• Provided data
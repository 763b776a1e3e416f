//! s2rgb CLI entrypoint.
//!
//! Parses arguments and hands off to the `cli` module, which routes the
//! `fetch` and `compose` subcommands onto the library API. Errors bubble
//! up here and set a non-zero exit status.

use clap::Parser;

mod cli;

fn main() -> Result<(), Box<dyn std::error::Error>> {
    let args = cli::CliArgs::parse();
    cli::run(args)
}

• Your task
Copy exactly, word for word, the line with "s2rgb CLI entrypoint." through the final line of the listing.

• Answer to this exercise
//! s2rgb CLI entrypoint.
//!
//! Parses arguments and hands off to the `cli` module, which routes the
//! `fetch` and `compose` subcommands onto the library API. Errors bubble
//! up here and set a non-zero exit status.

use clap::Parser;

mod cli;

fn main() -> Result<(), Box<dyn std::error::Error>> {
    let args = cli::CliArgs::parse();
    cli::run(args)
}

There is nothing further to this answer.